* Directions
The result should be every line that contains the word "frontend", taken from the material.

#####

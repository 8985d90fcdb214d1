//! Interaction graph representation and derived views

pub mod compressed;
pub mod builder;
pub mod degree;
pub mod subgraph;

pub use builder::GraphBuilder;
pub use compressed::InteractionGraph;
pub use degree::DegreeIndex;
pub use subgraph::InducedSubgraph;
//! Graph construction module

use std::collections::HashMap;

use crate::error::{AnalysisError, AnalysisResult};
use crate::graph::InteractionGraph;

/// Builder for incrementally constructing an InteractionGraph
pub struct GraphBuilder {
    /// Mapping from string IDs to node indices
    id_to_index: HashMap<String, u32>,

    /// Node string IDs
    protein_ids: Vec<String>,

    /// Weight of every undirected edge, keyed by (smaller index, larger index)
    edges: HashMap<(u32, u32), f64>,

    /// Self-loops dropped while building
    skipped_self_loops: usize,
}

impl GraphBuilder {
    /// Create a new graph builder with the given capacity
    pub fn with_capacity(capacity: usize) -> Self {
        Self {
            id_to_index: HashMap::with_capacity(capacity),
            protein_ids: Vec::with_capacity(capacity),
            edges: HashMap::with_capacity(capacity * 4),
            skipped_self_loops: 0,
        }
    }

    /// Get or create a node ID for the given protein
    pub fn add_protein(&mut self, id: &str) -> u32 {
        if let Some(&idx) = self.id_to_index.get(id) {
            return idx;
        }

        let idx = self.protein_ids.len() as u32;
        self.id_to_index.insert(id.to_string(), idx);
        self.protein_ids.push(id.to_string());

        idx
    }

    /// Add an undirected edge between two proteins.
    ///
    /// The weight must be finite and positive. Recording the same pair twice
    /// is allowed only when both records carry the same weight, so an edge
    /// list that lists both directions with differing weights is rejected.
    pub fn add_edge(&mut self, a: &str, b: &str, weight: f64) -> AnalysisResult<()> {
        if !weight.is_finite() || weight <= 0.0 {
            return Err(AnalysisError::MalformedEdge {
                a: a.to_string(),
                b: b.to_string(),
                reason: format!("weight {} is not positive", weight),
            });
        }

        let a_idx = self.add_protein(a);
        let b_idx = self.add_protein(b);

        if a_idx == b_idx {
            log::warn!("Ignoring self-loop on protein {}", a);
            self.skipped_self_loops += 1;
            return Ok(());
        }

        let key = (a_idx.min(b_idx), a_idx.max(b_idx));
        match self.edges.get(&key) {
            Some(&existing) if existing != weight => Err(AnalysisError::MalformedEdge {
                a: a.to_string(),
                b: b.to_string(),
                reason: format!("asymmetric weights {} and {}", existing, weight),
            }),
            Some(_) => Ok(()),
            None => {
                self.edges.insert(key, weight);
                Ok(())
            }
        }
    }

    /// Number of proteins registered so far
    pub fn protein_count(&self) -> usize {
        self.protein_ids.len()
    }

    /// Build the compressed graph
    pub fn build(self) -> InteractionGraph {
        let node_count = self.protein_ids.len();

        // Adjacency lists in both directions
        let mut adjacency: Vec<Vec<(u32, f64)>> = vec![Vec::new(); node_count];
        for (&(a, b), &weight) in &self.edges {
            adjacency[a as usize].push((b, weight));
            adjacency[b as usize].push((a, weight));
        }

        // Create offsets array
        let mut offsets = Vec::with_capacity(node_count + 1);
        offsets.push(0);

        let mut offset = 0;
        for list in &adjacency {
            offset += list.len() as u32;
            offsets.push(offset);
        }

        let mut neighbors = Vec::with_capacity(offset as usize);
        let mut weights = Vec::with_capacity(offset as usize);
        for list in &mut adjacency {
            // Sort for binary search efficiency
            list.sort_unstable_by_key(|&(node, _)| node);
            for &(node, weight) in list.iter() {
                neighbors.push(node);
                weights.push(weight);
            }
        }

        if self.skipped_self_loops > 0 {
            log::info!("Dropped {} self-loops", self.skipped_self_loops);
        }

        InteractionGraph {
            offsets,
            neighbors,
            weights,
            protein_ids: self.protein_ids,
            id_to_index: self.id_to_index,
        }
    }
}
//! The runtime library: built-in types and the native functions every
//! script sees without including anything.

use std::sync::Arc;

use tracing::debug;

use crate::lang::symbol_table::{FunDesc, Param, SymbolError, SymbolTable};
use crate::lang::types::{AluEngine, ClassInfo, TypeDesc};
use crate::lang::value::Value;
use crate::runtime::fun_callback::{CallbackError, FunCallback, FunCallbackContext};

/// Host services the runtime library calls into. Passed explicitly so
/// independent runtimes in one process never share output channels.
#[derive(Clone)]
pub struct HostEnvironment {
    pub print: Arc<dyn Fn(&str) + Send + Sync>,
}

impl Default for HostEnvironment {
    fn default() -> Self {
        HostEnvironment {
            print: Arc::new(|line| println!("{}", line)),
        }
    }
}

impl std::fmt::Debug for HostEnvironment {
    fn fmt(&self, f: &mut std::fmt::Formatter<'_>) -> std::fmt::Result {
        f.debug_struct("HostEnvironment").finish_non_exhaustive()
    }
}

impl HostEnvironment {
    pub fn with_print(print: impl Fn(&str) + Send + Sync + 'static) -> Self {
        HostEnvironment {
            print: Arc::new(print),
        }
    }
}

fn callback<F>(f: F) -> FunCallback
where
    F: Fn(&mut FunCallbackContext<'_>) -> Result<(), CallbackError> + Send + Sync + 'static,
{
    Arc::new(f)
}

/// Registers a native function; `params` are `(type, name)` pairs in
/// calling order.
pub(crate) fn register_native(
    table: &mut SymbolTable,
    name: &str,
    ret: &str,
    params: &[(&str, &str)],
    callback: FunCallback,
) -> Result<Arc<FunDesc>, SymbolError> {
    let ret = table
        .get_type_by_name(ret)
        .ok_or_else(|| SymbolError::UnknownType(ret.to_string()))?;
    let params = params
        .iter()
        .map(|(ty, param)| {
            table
                .get_type_by_name(ty)
                .map(|t| Param::new(param, t))
                .ok_or_else(|| SymbolError::UnknownType(ty.to_string()))
        })
        .collect::<Result<Vec<Param>, SymbolError>>()?;
    table.create_function_description(FunDesc::native(name, ret, params, callback))
}

// =============================================================================
// Vector constructors
// =============================================================================

/// `N` floats in, the same `N` floats out. Also serves `float3(float2, float)`
/// and `float4(float3, float)`, whose packed arguments are the lanes.
fn lanes<const N: usize>() -> FunCallback {
    callback(|ctx| {
        let v = ctx.args().read_floats::<N>()?;
        ctx.ret().push_floats(&v)?;
        Ok(())
    })
}

fn int_lanes<const N: usize>() -> FunCallback {
    callback(|ctx| {
        let mut args = ctx.args();
        let mut v = [0.0f32; N];
        for lane in v.iter_mut() {
            *lane = args.read_i32()? as f32;
        }
        ctx.ret().push_floats(&v)?;
        Ok(())
    })
}

fn splat<const N: usize>(from_int: bool) -> FunCallback {
    callback(move |ctx| {
        let mut args = ctx.args();
        let x = if from_int {
            args.read_i32()? as f32
        } else {
            args.read_f32()?
        };
        ctx.ret().push_floats(&[x; N])?;
        Ok(())
    })
}

fn register_constructors(table: &mut SymbolTable) -> Result<(), SymbolError> {
    let ctors: Vec<(&str, Vec<(&str, &str)>, FunCallback)> = vec![
        ("float4", vec![("float", "x"), ("float", "y"), ("float", "z"), ("float", "w")], lanes::<4>()),
        ("float4", vec![("float3", "xyz"), ("float", "w")], lanes::<4>()),
        ("float4", vec![("int", "x"), ("int", "y"), ("int", "z"), ("int", "w")], int_lanes::<4>()),
        ("float4", vec![("float", "xyzw")], splat::<4>(false)),
        ("float4", vec![("int", "xyzw")], splat::<4>(true)),
        ("float3", vec![("float", "x"), ("float", "y"), ("float", "z")], lanes::<3>()),
        ("float3", vec![("float2", "xy"), ("float", "z")], lanes::<3>()),
        ("float3", vec![("int", "x"), ("int", "y"), ("int", "z")], int_lanes::<3>()),
        ("float3", vec![("float", "xyz")], splat::<3>(false)),
        ("float3", vec![("int", "xyz")], splat::<3>(true)),
        ("float2", vec![("float", "x"), ("float", "y")], lanes::<2>()),
        ("float2", vec![("int", "x"), ("int", "y")], int_lanes::<2>()),
        ("float2", vec![("float", "xy")], splat::<2>(false)),
        ("float2", vec![("int", "xy")], splat::<2>(true)),
    ];
    for (name, params, cb) in ctors {
        register_native(table, name, name, &params, cb)?;
    }
    Ok(())
}

// =============================================================================
// echo
// =============================================================================

fn register_echo(table: &mut SymbolTable, env: &HostEnvironment) -> Result<(), SymbolError> {
    let print = env.print.clone();
    register_native(
        table,
        "echo",
        "int",
        &[("string", "input")],
        callback(move |ctx| {
            let handle = ctx.args().read_handle()?;
            print(ctx.heap_str(handle)?);
            ctx.ret().push_i32(0)?;
            Ok(())
        }),
    )?;

    let print = env.print.clone();
    register_native(
        table,
        "echo",
        "int",
        &[("int", "input")],
        callback(move |ctx| {
            print(&ctx.args().read_i32()?.to_string());
            ctx.ret().push_i32(0)?;
            Ok(())
        }),
    )?;

    let print = env.print.clone();
    register_native(
        table,
        "echo",
        "int",
        &[("float", "input")],
        callback(move |ctx| {
            print(&ctx.args().read_f32()?.to_string());
            ctx.ret().push_i32(0)?;
            Ok(())
        }),
    )?;

    for (ty, width) in [("float2", 2), ("float3", 3), ("float4", 4)] {
        let print = env.print.clone();
        register_native(
            table,
            "echo",
            "int",
            &[(ty, "input")],
            callback(move |ctx| {
                let mut args = ctx.args();
                let lanes = (0..width)
                    .map(|_| args.read_f32())
                    .collect::<Result<Vec<f32>, CallbackError>>()?;
                print(&Value::Vector(lanes).to_string());
                ctx.ret().push_i32(0)?;
                Ok(())
            }),
        )?;
    }
    Ok(())
}

// =============================================================================
// Math
// =============================================================================

fn float_fn(f: fn(f32) -> f32) -> FunCallback {
    callback(move |ctx| {
        let x = ctx.args().read_f32()?;
        ctx.ret().push_f32(f(x))?;
        Ok(())
    })
}

fn float_fn2(f: fn(f32, f32) -> f32) -> FunCallback {
    callback(move |ctx| {
        let [a, b] = ctx.args().read_floats::<2>()?;
        ctx.ret().push_f32(f(a, b))?;
        Ok(())
    })
}

fn float_fn3(f: fn(f32, f32, f32) -> f32) -> FunCallback {
    callback(move |ctx| {
        let [a, b, c] = ctx.args().read_floats::<3>()?;
        ctx.ret().push_f32(f(a, b, c))?;
        Ok(())
    })
}

fn int_fn2(f: fn(i32, i32) -> i32) -> FunCallback {
    callback(move |ctx| {
        let mut args = ctx.args();
        let (a, b) = (args.read_i32()?, args.read_i32()?);
        ctx.ret().push_i32(f(a, b))?;
        Ok(())
    })
}

fn dot<const N: usize>() -> FunCallback {
    callback(|ctx| {
        let mut args = ctx.args();
        let a = args.read_floats::<N>()?;
        let b = args.read_floats::<N>()?;
        let d: f32 = a.iter().zip(&b).map(|(x, y)| x * y).sum();
        ctx.ret().push_f32(d)?;
        Ok(())
    })
}

fn length<const N: usize>() -> FunCallback {
    callback(|ctx| {
        let v = ctx.args().read_floats::<N>()?;
        let len = v.iter().map(|x| x * x).sum::<f32>().sqrt();
        ctx.ret().push_f32(len)?;
        Ok(())
    })
}

/// A zero vector normalizes to zero.
fn normalize<const N: usize>() -> FunCallback {
    callback(|ctx| {
        let mut v = ctx.args().read_floats::<N>()?;
        let len = v.iter().map(|x| x * x).sum::<f32>().sqrt();
        if len > 0.0 {
            for lane in v.iter_mut() {
                *lane /= len;
            }
        }
        ctx.ret().push_floats(&v)?;
        Ok(())
    })
}

fn register_math(table: &mut SymbolTable) -> Result<(), SymbolError> {
    let unary: [(&str, fn(f32) -> f32); 7] = [
        ("sin", f32::sin),
        ("cos", f32::cos),
        ("tan", f32::tan),
        ("sqrt", f32::sqrt),
        ("floor", f32::floor),
        ("ceil", f32::ceil),
        ("abs", f32::abs),
    ];
    for (name, f) in unary {
        register_native(table, name, "float", &[("float", "x")], float_fn(f))?;
    }

    register_native(table, "pow", "float", &[("float", "x"), ("float", "y")], float_fn2(f32::powf))?;
    register_native(table, "min", "float", &[("float", "a"), ("float", "b")], float_fn2(f32::min))?;
    register_native(table, "max", "float", &[("float", "a"), ("float", "b")], float_fn2(f32::max))?;
    register_native(
        table,
        "clamp",
        "float",
        &[("float", "x"), ("float", "lo"), ("float", "hi")],
        float_fn3(|x, lo, hi| x.max(lo).min(hi)),
    )?;
    register_native(
        table,
        "lerp",
        "float",
        &[("float", "a"), ("float", "b"), ("float", "t")],
        float_fn3(|a, b, t| a + (b - a) * t),
    )?;

    register_native(
        table,
        "abs",
        "int",
        &[("int", "x")],
        callback(|ctx| {
            let x = ctx.args().read_i32()?;
            ctx.ret().push_i32(x.wrapping_abs())?;
            Ok(())
        }),
    )?;
    register_native(table, "min", "int", &[("int", "a"), ("int", "b")], int_fn2(i32::min))?;
    register_native(table, "max", "int", &[("int", "a"), ("int", "b")], int_fn2(i32::max))?;

    let vectors: [(&str, FunCallback, FunCallback, FunCallback); 3] = [
        ("float2", dot::<2>(), length::<2>(), normalize::<2>()),
        ("float3", dot::<3>(), length::<3>(), normalize::<3>()),
        ("float4", dot::<4>(), length::<4>(), normalize::<4>()),
    ];
    for (ty, dot_cb, length_cb, normalize_cb) in vectors {
        register_native(table, "dot", "float", &[(ty, "a"), (ty, "b")], dot_cb)?;
        register_native(table, "length", "float", &[(ty, "v")], length_cb)?;
        register_native(table, "normalize", ty, &[(ty, "v")], normalize_cb)?;
    }

    register_native(
        table,
        "cross",
        "float3",
        &[("float3", "a"), ("float3", "b")],
        callback(|ctx| {
            let mut args = ctx.args();
            let [ax, ay, az] = args.read_floats::<3>()?;
            let [bx, by, bz] = args.read_floats::<3>()?;
            ctx.ret()
                .push_floats(&[ay * bz - az * by, az * bx - ax * bz, ax * by - ay * bx])?;
            Ok(())
        }),
    )?;
    Ok(())
}

// =============================================================================
// Strings
// =============================================================================

fn register_strings(table: &mut SymbolTable) -> Result<(), SymbolError> {
    register_native(
        table,
        "strlen",
        "int",
        &[("string", "s")],
        callback(|ctx| {
            let handle = ctx.args().read_handle()?;
            let len = ctx.heap_str(handle)?.chars().count() as i32;
            ctx.ret().push_i32(len)?;
            Ok(())
        }),
    )?;

    register_native(
        table,
        "concat",
        "string",
        &[("string", "a"), ("string", "b")],
        callback(|ctx| {
            let mut args = ctx.args();
            let (a, b) = (args.read_handle()?, args.read_handle()?);
            let joined = format!("{}{}", ctx.heap_str(a)?, ctx.heap_str(b)?);
            let handle = ctx.state().push_string(joined);
            ctx.ret().push_i32(handle)?;
            Ok(())
        }),
    )?;

    register_native(
        table,
        "to_string",
        "string",
        &[("int", "x")],
        callback(|ctx| {
            let text = ctx.args().read_i32()?.to_string();
            let handle = ctx.state().push_string(text);
            ctx.ret().push_i32(handle)?;
            Ok(())
        }),
    )?;

    register_native(
        table,
        "to_string",
        "string",
        &[("float", "x")],
        callback(|ctx| {
            let text = ctx.args().read_f32()?.to_string();
            let handle = ctx.state().push_string(text);
            ctx.ret().push_i32(handle)?;
            Ok(())
        }),
    )?;
    Ok(())
}

/// Builds the table every other table links: the built-in types plus
/// constructors, `echo`, math and string helpers.
pub fn create_runtime_table(env: &HostEnvironment) -> Result<SymbolTable, SymbolError> {
    let mut table = SymbolTable::new("runtime");

    table.create_type(TypeDesc::void())?;
    table.create_scalar_type("int", AluEngine::Int)?;
    table.create_scalar_type("float", AluEngine::Float)?;
    for width in 2..=4 {
        table.create_vector_type(&format!("float{}", width), "float", width)?;
    }
    table.create_class_type("string", ClassInfo::default())?;

    register_constructors(&mut table)?;
    register_echo(&mut table, env)?;
    register_math(&mut table)?;
    register_strings(&mut table)?;

    debug!(
        types = table.types().len(),
        functions = table.functions().len(),
        "runtime library registered"
    );
    Ok(table)
}
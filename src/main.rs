use std::{env, fs, path::Path};

use anyhow::{Context, Result, anyhow, bail};
use tracing_subscriber::EnvFilter;

use blockscript::bytecode::disasm::print_assembly;
use blockscript::frontend::lexer::Lexer;
use blockscript::frontend::str_pool::{DEFAULT_MAX_STRINGS, IddStrPool};
use blockscript::frontend::token_dumper::TokenDumper;
use blockscript::lang::pretty::format_program;
use blockscript::script::DirIncluder;
use blockscript::{BlockScript, BlockScriptManager, BsVmState, HostEnvironment, ScriptError, Value};

struct Options {
    filename: String,
    tokens_only: bool,
    no_color: bool,
    pretty: bool,
    ast: bool,
    bytecode: bool,
    emit: Option<String>,
    call: Option<(String, Vec<String>)>,
    definitions: Vec<(String, String)>,
}

fn main() {
    tracing_subscriber::fmt()
        .with_env_filter(EnvFilter::from_default_env())
        .with_writer(std::io::stderr)
        .init();

    let args: Vec<String> = env::args().skip(1).collect();
    if args.is_empty() || args.iter().any(|a| a == "--help" || a == "-h") {
        print_usage();
        return;
    }

    let options = match parse_args(&args) {
        Ok(o) => o,
        Err(e) => {
            eprintln!("Error: {}", e);
            print_usage();
            std::process::exit(2);
        }
    };

    if let Err(e) = run(&options) {
        eprintln!("Error: {:#}", e);
        std::process::exit(1);
    }
}

fn parse_args(args: &[String]) -> Result<Options> {
    let mut options = Options {
        filename: String::new(),
        tokens_only: false,
        no_color: false,
        pretty: false,
        ast: false,
        bytecode: false,
        emit: None,
        call: None,
        definitions: Vec::new(),
    };

    let mut i = 0;
    while i < args.len() {
        let arg = &args[i];
        match arg.as_str() {
            "--tokens" => options.tokens_only = true,
            "--no-color" => options.no_color = true,
            "--pretty" => options.pretty = true,
            "--ast" => options.ast = true,
            "--bc" | "--bytecode" => options.bytecode = true,
            "--emit" => {
                i += 1;
                let out = args.get(i).ok_or_else(|| anyhow!("--emit needs a file name"))?;
                options.emit = Some(out.clone());
            }
            "--call" => {
                i += 1;
                let name = args.get(i).ok_or_else(|| anyhow!("--call needs a function name"))?;
                // everything up to the next flag is an argument
                let mut call_args = Vec::new();
                while let Some(next) = args.get(i + 1) {
                    if next.starts_with("--") || next.starts_with("-D") {
                        break;
                    }
                    if options.filename.is_empty() && is_script_file(next) {
                        break;
                    }
                    call_args.push(next.clone());
                    i += 1;
                }
                options.call = Some((name.clone(), call_args));
            }
            _ if arg.starts_with("-D") => {
                let def = &arg[2..];
                let (name, value) = def.split_once('=').unwrap_or((def, "1"));
                if name.is_empty() {
                    bail!("empty definition name in '{}'", arg);
                }
                options.definitions.push((name.to_string(), value.to_string()));
            }
            _ if arg.starts_with('-') => bail!("unknown flag '{}'", arg),
            _ => {
                if !options.filename.is_empty() {
                    bail!("more than one input file");
                }
                options.filename = arg.clone();
            }
        }
        i += 1;
    }

    if options.filename.is_empty() {
        bail!("no input file");
    }
    Ok(options)
}

fn is_script_file(name: &str) -> bool {
    matches!(
        Path::new(name).extension().and_then(|e| e.to_str()),
        Some("bs") | Some("bsa")
    )
}

fn run(options: &Options) -> Result<()> {
    let path = Path::new(&options.filename);
    let assembly_input = path.extension().and_then(|e| e.to_str()) == Some("bsa");

    if options.tokens_only {
        let source = fs::read_to_string(path)
            .with_context(|| format!("failed to read '{}'", options.filename))?;
        return dump_tokens(&source, options.no_color, options.pretty);
    }

    let manager = BlockScriptManager::new(HostEnvironment::default())?;
    let mut script = manager.create_block_script();

    if assembly_input {
        let bytes =
            fs::read(path).with_context(|| format!("failed to read '{}'", options.filename))?;
        script.load_assembly(&bytes)?;
    } else {
        let source = fs::read_to_string(path)
            .with_context(|| format!("failed to read '{}'", options.filename))?;
        let root = path.parent().unwrap_or_else(|| Path::new("."));
        script.set_file_includer(Box::new(DirIncluder::new(root)));
        let definitions: Vec<(&str, &str)> = options
            .definitions
            .iter()
            .map(|(n, v)| (n.as_str(), v.as_str()))
            .collect();
        script.register_definitions(&definitions);

        if let Err(e) = script.compile(&source) {
            report_compile_error(&options.filename, &e);
            bail!("compilation failed");
        }
    }

    if options.ast {
        match script.ast() {
            Some(program) => print!("{}", format_program(program)),
            None => eprintln!("no syntax tree for a loaded assembly"),
        }
        return Ok(());
    }

    if options.bytecode {
        if let Some(assembly) = script.assembly() {
            print_assembly(assembly);
        }
        return Ok(());
    }

    if let Some(out) = &options.emit {
        let bytes = script.to_bytes()?;
        fs::write(out, &bytes).with_context(|| format!("failed to write '{}'", out))?;
        println!("wrote {} bytes to {}", bytes.len(), out);
        return Ok(());
    }

    let mut state = BsVmState::new();
    script.run(&mut state)?;

    if let Some((name, args)) = &options.call {
        let result = call(&script, &mut state, name, args)?;
        if result != Value::Void {
            println!("{}", result);
        }
    }
    Ok(())
}

fn report_compile_error(filename: &str, err: &ScriptError) {
    match err {
        ScriptError::Compile(errors) => {
            for e in errors {
                eprintln!("{}:{}", filename, e);
            }
        }
        other => eprintln!("{}: {}", filename, other),
    }
}

/// Calls the first function named `name` that takes `args.len()` arguments,
/// parsing each argument as its declared type.
fn call(script: &BlockScript, state: &mut BsVmState, name: &str, args: &[String]) -> Result<Value> {
    let assembly = script.assembly().ok_or_else(|| anyhow!("script is not compiled"))?;
    let function = assembly
        .functions
        .iter()
        .find(|f| f.name == name && f.params.len() == args.len())
        .ok_or_else(|| anyhow!("no function '{}' taking {} arguments", name, args.len()))?;

    let params: Vec<&str> = function.params.iter().map(String::as_str).collect();
    let bind = script.get_function_bind_point(name, &params);
    let table = script.table().ok_or_else(|| anyhow!("script is not compiled"))?;

    let mut values = Vec::with_capacity(args.len());
    for (text, ty) in args.iter().zip(&params) {
        let desc = table
            .type_from_name(ty)
            .ok_or_else(|| anyhow!("unknown parameter type '{}'", ty))?;
        values.push(Value::parse(text, &desc)?);
    }
    Ok(script.call_function(state, bind, &values)?)
}

fn dump_tokens(source: &str, no_color: bool, pretty: bool) -> Result<()> {
    let mut pool = IddStrPool::with_capacity(DEFAULT_MAX_STRINGS);
    let tokens = Lexer::new(source, &mut pool)
        .tokenize()
        .map_err(|e| anyhow!("lexer error: {}", e))?;

    let mut dumper = TokenDumper::new();
    if no_color {
        dumper = dumper.no_color();
    }
    if pretty {
        dumper = dumper.pretty();
    }
    dumper.dump(&tokens, &pool);
    Ok(())
}

fn print_usage() {
    println!("BlockScript compiler and runner");
    println!();
    println!("Usage:");
    println!("  bsc <file.bs>                 Compile and run a script");
    println!("  bsc <file.bsa>                Run a compiled assembly");
    println!("  bsc --tokens <file.bs>        Show tokens only (--no-color, --pretty)");
    println!("  bsc --ast <file.bs>           Print the annotated syntax tree");
    println!("  bsc --bc <file.bs>            Print the bytecode listing");
    println!("  bsc --emit <out.bsa> <file>   Write the compiled assembly");
    println!("  bsc --call NAME [ARGS] <file> Run, then call a function");
    println!("  bsc -DNAME[=VALUE] <file>     Preset a preprocessor definition");
    println!("  bsc --help, -h                Show this help");
    println!();
    println!("Set RUST_LOG=debug for compiler and VM tracing.");
}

#####

* Task answer
use blockscript::frontend::lexer::Lexer;
use blockscript::frontend::str_pool::{DEFAULT_MAX_STRINGS, IddStrPool};
use blockscript::frontend::token_dumper::TokenDumper;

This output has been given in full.